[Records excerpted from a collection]
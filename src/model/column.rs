use serde::{Deserialize, Serialize};
use std::str::FromStr;

/// Represents the known columns of the daily operations sheet.
///
/// `Datum` is the date column; all others are numeric. Header lookup goes
/// through [`Column::from_header`], which canonicalizes the raw header text
/// first, so `" Umsatz Speisen "` still resolves to `UmsatzSpeisen`.
#[derive(Debug, Clone, Copy, Eq, PartialEq, Ord, PartialOrd, Hash, Serialize, Deserialize)]
pub enum Column {
    #[serde(rename = "Datum")]
    Datum,
    #[serde(rename = "Umsatz_Speisen")]
    UmsatzSpeisen,
    #[serde(rename = "Umsatz_Getraenke")]
    UmsatzGetraenke,
    #[serde(rename = "EK_Speisen")]
    EkSpeisen,
    #[serde(rename = "EK_Getraenke")]
    EkGetraenke,
    #[serde(rename = "Personal_Service")]
    PersonalService,
    #[serde(rename = "Personal_Kueche")]
    PersonalKueche,
    #[serde(rename = "Stunden")]
    Stunden,
    #[serde(rename = "Gaeste")]
    Gaeste,
}

serde_plain::derive_display_from_serialize!(Column);
serde_plain::derive_fromstr_from_deserialize!(Column);

impl Column {
    /// The numeric columns, i.e. every required column except `Datum`.
    pub const NUMERIC: [Column; 8] = [
        Column::UmsatzSpeisen,
        Column::UmsatzGetraenke,
        Column::EkSpeisen,
        Column::EkGetraenke,
        Column::PersonalService,
        Column::PersonalKueche,
        Column::Stunden,
        Column::Gaeste,
    ];

    /// Resolves a raw header to a known column, if the canonicalized header
    /// matches one. Unknown headers are simply not ours to interpret.
    pub fn from_header(header: impl AsRef<str>) -> Option<Column> {
        Column::from_str(&canonicalize(header.as_ref())).ok()
    }
}

/// Canonicalizes a raw header: trims surrounding whitespace and replaces
/// internal spaces with underscores, e.g. `" Umsatz Speisen "` ->
/// `"Umsatz_Speisen"`.
pub(crate) fn canonicalize(header: &str) -> String {
    header.trim().replace(' ', "_")
}

#[cfg(test)]
mod tests {
    use super::*;

    #[test]
    fn test_canonicalize() {
        assert_eq!(canonicalize(" Umsatz Speisen "), "Umsatz_Speisen");
        assert_eq!(canonicalize("Datum"), "Datum");
        assert_eq!(canonicalize("  Stunden"), "Stunden");
    }

    #[test]
    fn test_from_header_exact() {
        assert_eq!(Column::from_header("EK_Speisen"), Some(Column::EkSpeisen));
        assert_eq!(Column::from_header("Datum"), Some(Column::Datum));
    }

    #[test]
    fn test_from_header_messy() {
        assert_eq!(
            Column::from_header("  Umsatz Getraenke "),
            Some(Column::UmsatzGetraenke)
        );
        assert_eq!(
            Column::from_header("Personal Kueche"),
            Some(Column::PersonalKueche)
        );
    }

    #[test]
    fn test_from_header_unknown() {
        assert_eq!(Column::from_header("Trinkgeld"), None);
        assert_eq!(Column::from_header(""), None);
        // Casing must match; only whitespace is forgiven.
        assert_eq!(Column::from_header("datum"), None);
    }

    #[test]
    fn test_display() {
        assert_eq!(Column::UmsatzSpeisen.to_string(), "Umsatz_Speisen");
        assert_eq!(Column::Gaeste.to_string(), "Gaeste");
    }

    #[test]
    fn test_numeric_excludes_datum() {
        assert_eq!(Column::NUMERIC.len(), 8);
        assert!(!Column::NUMERIC.contains(&Column::Datum));
    }
}
use std::cell::RefCell;
use std::cmp::Ordering;
use std::collections::{HashMap, HashSet};
use std::rc::Rc;

use rand::{distributions::Alphanumeric, Rng as _};
use serde_json::Value;
use tokio::sync::{watch, Notify};

use super::{
    AuthErrorCode, AuthService, AuthSubscription, BackendError, Direction, FeedbackStore, Session,
    StoredDocument, User,
};

/// Consecutive failed sign-ins after which an account is locked out.
pub const MAX_FAILED_SIGN_INS: u32 = 5;

const DOCUMENT_ID_LEN: usize = 20;

/// An in-process stand-in for the hosted backend. Clones share the same
/// state, so a test can keep one handle to inspect what the flows did with
/// another.
#[derive(Clone)]
pub struct MemoryBackend {
    state: Rc<RefCell<MemoryState>>,
    auth_state: Rc<watch::Sender<Option<User>>>,
}

#[derive(Default)]
struct MemoryState {
    /// Documents of each collection, in creation order.
    collections: HashMap<String, Vec<StoredDocument>>,
    accounts: HashMap<String, Account>,
    /// Tokens handed out by sign-ins that have not been revoked yet.
    live_tokens: HashSet<String>,
    next_token: u64,
    faults: Faults,
    counters: CallCounters,
    /// While set, queries wait on this before answering.
    query_gate: Option<Rc<Notify>>,
}

struct Account {
    uid: String,
    password: String,
    disabled: bool,
    failed_attempts: u32,
}

/// Errors to return from the next call of each kind instead of doing the work.
#[derive(Default)]
struct Faults {
    sign_in: Option<BackendError>,
    sign_out: Option<BackendError>,
    write: Option<BackendError>,
    query: Option<BackendError>,
}

/// How many times each operation reached the backend, including failed ones.
#[derive(Debug, Default, PartialEq, Eq, Clone, Copy)]
pub struct CallCounters {
    pub sign_ins: usize,
    pub sign_outs: usize,
    pub writes: usize,
    pub queries: usize,
}

impl MemoryBackend {
    pub fn new() -> Self {
        let (sender, _) = watch::channel(None);
        Self { state: Rc::new(RefCell::new(MemoryState::default())), auth_state: Rc::new(sender) }
    }

    /// Registers an account that can sign in, returning its uid.
    pub fn add_account(&self, email: &str, password: &str) -> String {
        let uid = random_id();
        let account = Account {
            uid: uid.clone(),
            password: password.to_string(),
            disabled: false,
            failed_attempts: 0,
        };
        self.state.borrow_mut().accounts.insert(email.to_string(), account);
        uid
    }

    pub fn disable_account(&self, email: &str) {
        if let Some(account) = self.state.borrow_mut().accounts.get_mut(email) {
            account.disabled = true;
        }
    }

    /// Stores a document directly, bypassing any checks. Returns its id.
    pub fn insert_document(&self, collection: &str, data: Value) -> String {
        let id = random_id();
        self.state
            .borrow_mut()
            .collections
            .entry(collection.to_string())
            .or_default()
            .push(StoredDocument { id: id.clone(), data });
        id
    }

    /// All documents of a collection in creation order.
    pub fn documents(&self, collection: &str) -> Vec<StoredDocument> {
        self.state.borrow().collections.get(collection).cloned().unwrap_or_default()
    }

    /// Revokes every session and pushes a signed-out event, as when the
    /// backend expires a login on its own.
    pub fn expire_sessions(&self) {
        self.state.borrow_mut().live_tokens.clear();
        self.auth_state.send_replace(None);
    }

    pub fn fail_next_sign_in(&self, error: BackendError) {
        self.state.borrow_mut().faults.sign_in = Some(error);
    }

    pub fn fail_next_sign_out(&self, error: BackendError) {
        self.state.borrow_mut().faults.sign_out = Some(error);
    }

    pub fn fail_next_write(&self, error: BackendError) {
        self.state.borrow_mut().faults.write = Some(error);
    }

    pub fn fail_next_query(&self, error: BackendError) {
        self.state.borrow_mut().faults.query = Some(error);
    }

    /// Makes queries wait until `release_queries` is called.
    pub fn hold_queries(&self) {
        self.state.borrow_mut().query_gate = Some(Rc::new(Notify::new()));
    }

    pub fn release_queries(&self) {
        if let Some(gate) = self.state.borrow_mut().query_gate.take() {
            gate.notify_waiters();
            gate.notify_one();
        }
    }

    pub fn counters(&self) -> CallCounters {
        self.state.borrow().counters
    }
}

impl Default for MemoryBackend {
    fn default() -> Self {
        Self::new()
    }
}

impl FeedbackStore for MemoryBackend {
    async fn create_document(&self, collection: &str, data: Value) -> Result<String, BackendError> {
        {
            let mut state = self.state.borrow_mut();
            state.counters.writes += 1;
            if let Some(error) = state.faults.write.take() {
                return Err(error);
            }
        }
        if !data.is_object() {
            return Err(BackendError::Malformed("a document must be a JSON object".to_string()));
        }
        Ok(self.insert_document(collection, data))
    }

    async fn query_ordered(
        &self,
        session: &Session,
        collection: &str,
        order_by: &str,
        direction: Direction,
    ) -> Result<Vec<StoredDocument>, BackendError> {
        let gate = {
            let mut state = self.state.borrow_mut();
            state.counters.queries += 1;
            state.query_gate.clone()
        };
        if let Some(gate) = gate {
            gate.notified().await;
        }

        let mut state = self.state.borrow_mut();
        if let Some(error) = state.faults.query.take() {
            return Err(error);
        }
        let authorized = session.id_token().is_some_and(|token| state.live_tokens.contains(token));
        if !authorized {
            return Err(BackendError::PermissionDenied(format!(
                "reading `{collection}` requires a signed-in user"
            )));
        }

        // like the hosted store, documents without the ordering field are
        // left out of ordered queries
        let mut documents: Vec<StoredDocument> = state
            .collections
            .get(collection)
            .map(|documents| {
                documents
                    .iter()
                    .filter(|document| order_key(document, order_by).is_some())
                    .cloned()
                    .collect()
            })
            .unwrap_or_default();
        // the sort is stable, so equal keys keep creation order
        documents.sort_by(|a, b| {
            let ordering = compare_values(order_key(a, order_by), order_key(b, order_by));
            match direction {
                Direction::Ascending => ordering,
                Direction::Descending => ordering.reverse(),
            }
        });
        Ok(documents)
    }
}

impl AuthService for MemoryBackend {
    async fn sign_in(&self, email: &str, password: &str) -> Result<User, BackendError> {
        let mut state = self.state.borrow_mut();
        state.counters.sign_ins += 1;
        if let Some(error) = state.faults.sign_in.take() {
            return Err(error);
        }

        let Some(account) = state.accounts.get_mut(email) else {
            return Err(BackendError::Auth(AuthErrorCode::InvalidCredential));
        };
        if account.disabled {
            return Err(BackendError::Auth(AuthErrorCode::UserDisabled));
        }
        if account.failed_attempts >= MAX_FAILED_SIGN_INS {
            return Err(BackendError::Auth(AuthErrorCode::TooManyRequests));
        }
        if account.password != password {
            account.failed_attempts += 1;
            return Err(BackendError::Auth(AuthErrorCode::InvalidCredential));
        }
        account.failed_attempts = 0;
        let uid = account.uid.clone();

        state.next_token += 1;
        let id_token = format!("memory-token-{}", state.next_token);
        state.live_tokens.insert(id_token.clone());
        let user = User { uid, email: email.to_string(), id_token };
        drop(state);

        self.auth_state.send_replace(Some(user.clone()));
        Ok(user)
    }

    async fn sign_out(&self) -> Result<(), BackendError> {
        let mut state = self.state.borrow_mut();
        state.counters.sign_outs += 1;
        if let Some(error) = state.faults.sign_out.take() {
            return Err(error);
        }
        if let Some(user) = self.auth_state.borrow().as_ref() {
            state.live_tokens.remove(&user.id_token);
        }
        drop(state);

        self.auth_state.send_replace(None);
        Ok(())
    }

    fn subscribe(&self) -> AuthSubscription {
        AuthSubscription::new(self.auth_state.subscribe())
    }
}

fn order_key<'a>(document: &'a StoredDocument, field: &str) -> Option<&'a Value> {
    document.data.get(field).filter(|value| !value.is_null())
}

// orders values of the same kind naturally; mixed kinds order by kind, like
// the hosted store does
fn compare_values(a: Option<&Value>, b: Option<&Value>) -> Ordering {
    fn rank(value: &Value) -> u8 {
        match value {
            Value::Null => 0,
            Value::Bool(_) => 1,
            Value::Number(_) => 2,
            Value::String(_) => 3,
            Value::Array(_) => 4,
            Value::Object(_) => 5,
        }
    }
    match (a, b) {
        (Some(Value::String(a)), Some(Value::String(b))) => a.cmp(b),
        (Some(Value::Number(a)), Some(Value::Number(b))) => {
            let (a, b) = (a.as_f64().unwrap_or(f64::NAN), b.as_f64().unwrap_or(f64::NAN));
            a.partial_cmp(&b).unwrap_or(Ordering::Equal)
        }
        (Some(Value::Bool(a)), Some(Value::Bool(b))) => a.cmp(b),
        (Some(a), Some(b)) => rank(a).cmp(&rank(b)),
        (a, b) => a.is_some().cmp(&b.is_some()),
    }
}

/// An id in the style of the hosted store's auto-generated ids.
fn random_id() -> String {
    rand::thread_rng().sample_iter(&Alphanumeric).take(DOCUMENT_ID_LEN).map(char::from).collect()
}
//! Conversion between plain JSON documents and the typed value encoding that
//! the Firestore REST API speaks, e.g. `{"stringValue": "abc"}`.

use serde_json::{json, Map, Value};

use super::{BackendError, StoredDocument};

/// Encodes a JSON object as the `fields` of a Firestore document.
pub fn encode_document(data: &Value) -> Result<Value, BackendError> {
    let Value::Object(fields) = data else {
        return Err(BackendError::Malformed("a document must be a JSON object".to_string()));
    };
    Ok(json!({ "fields": encode_fields(fields) }))
}

pub fn encode_value(value: &Value) -> Value {
    match value {
        Value::Null => json!({ "nullValue": null }),
        Value::Bool(b) => json!({ "booleanValue": b }),
        // integers travel as strings so that 64-bit values survive JSON
        Value::Number(n) => match n.as_i64() {
            Some(i) => json!({ "integerValue": i.to_string() }),
            None => json!({ "doubleValue": n }),
        },
        Value::String(s) => json!({ "stringValue": s }),
        Value::Array(values) => {
            let values: Vec<Value> = values.iter().map(encode_value).collect();
            json!({ "arrayValue": { "values": values } })
        }
        Value::Object(fields) => json!({ "mapValue": { "fields": encode_fields(fields) } }),
    }
}

fn encode_fields(fields: &Map<String, Value>) -> Value {
    Value::Object(fields.iter().map(|(key, value)| (key.clone(), encode_value(value))).collect())
}

/// Decodes a Firestore `Document` resource into its id and plain JSON data.
/// The id is the last segment of the document's resource name.
pub fn decode_document(document: &Value) -> Result<StoredDocument, BackendError> {
    let name = document
        .get("name")
        .and_then(Value::as_str)
        .ok_or_else(|| malformed("document without a name"))?;
    let id = name
        .rsplit('/')
        .next()
        .filter(|id| !id.is_empty())
        .ok_or_else(|| malformed(&format!("document name `{name}` has no id segment")))?;
    let data = match document.get("fields") {
        Some(Value::Object(fields)) => decode_fields(fields)?,
        // documents with no fields at all omit the key
        None => Value::Object(Map::new()),
        Some(other) => return Err(malformed(&format!("fields of `{name}` is {other}"))),
    };
    Ok(StoredDocument { id: id.to_string(), data })
}

pub fn decode_value(value: &Value) -> Result<Value, BackendError> {
    let Some((kind, inner)) = value.as_object().and_then(single_entry) else {
        return Err(malformed(&format!("expected a typed value, got {value}")));
    };
    match kind.as_str() {
        "nullValue" => Ok(Value::Null),
        "booleanValue" => inner.as_bool().map(Value::Bool).ok_or_else(|| unexpected(kind, inner)),
        "integerValue" => {
            // usually a string, but accept a bare number too
            let parsed = match inner {
                Value::String(s) => s.parse::<i64>().ok(),
                Value::Number(n) => n.as_i64(),
                _ => None,
            };
            parsed.map(Value::from).ok_or_else(|| unexpected(kind, inner))
        }
        "doubleValue" => match inner {
            Value::Number(_) => Ok(inner.clone()),
            _ => Err(unexpected(kind, inner)),
        },
        "stringValue" | "timestampValue" | "bytesValue" | "referenceValue" => match inner {
            Value::String(_) => Ok(inner.clone()),
            _ => Err(unexpected(kind, inner)),
        },
        "geoPointValue" => Ok(inner.clone()),
        "arrayValue" => match inner.get("values") {
            Some(Value::Array(values)) => {
                Ok(Value::Array(values.iter().map(decode_value).collect::<Result<_, _>>()?))
            }
            // empty arrays omit `values`
            None => Ok(Value::Array(Vec::new())),
            Some(_) => Err(unexpected(kind, inner)),
        },
        "mapValue" => match inner.get("fields") {
            Some(Value::Object(fields)) => decode_fields(fields),
            None => Ok(Value::Object(Map::new())),
            Some(_) => Err(unexpected(kind, inner)),
        },
        _ => Err(malformed(&format!("unknown value type `{kind}`"))),
    }
}

fn decode_fields(fields: &Map<String, Value>) -> Result<Value, BackendError> {
    fields
        .iter()
        .map(|(key, value)| decode_value(value).map(|decoded| (key.clone(), decoded)))
        .collect::<Result<Map<_, _>, _>>()
        .map(Value::Object)
}

fn single_entry(object: &Map<String, Value>) -> Option<(&String, &Value)> {
    let mut entries = object.iter();
    match (entries.next(), entries.next()) {
        (Some(entry), None) => Some(entry),
        _ => None,
    }
}

fn malformed(reason: &str) -> BackendError {
    BackendError::Malformed(reason.to_string())
}

fn unexpected(kind: &str, inner: &Value) -> BackendError {
    malformed(&format!("`{kind}` holds unexpected {inner}"))
}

(Task directions): In the entries above, find the line holding "store's auto-generated ids." and the line holding "pub fn encode_document(data: &Value)"; print both of them and every line between, exactly, and nothing else.

(Solution for this task):
/// An id in the style of the hosted store's auto-generated ids.
fn random_id() -> String {
    rand::thread_rng().sample_iter(&Alphanumeric).take(DOCUMENT_ID_LEN).map(char::from).collect()
}
//! Conversion between plain JSON documents and the typed value encoding that
//! the Firestore REST API speaks, e.g. `{"stringValue": "abc"}`.

use serde_json::{json, Map, Value};

use super::{BackendError, StoredDocument};

/// Encodes a JSON object as the `fields` of a Firestore document.
pub fn encode_document(data: &Value) -> Result<Value, BackendError> {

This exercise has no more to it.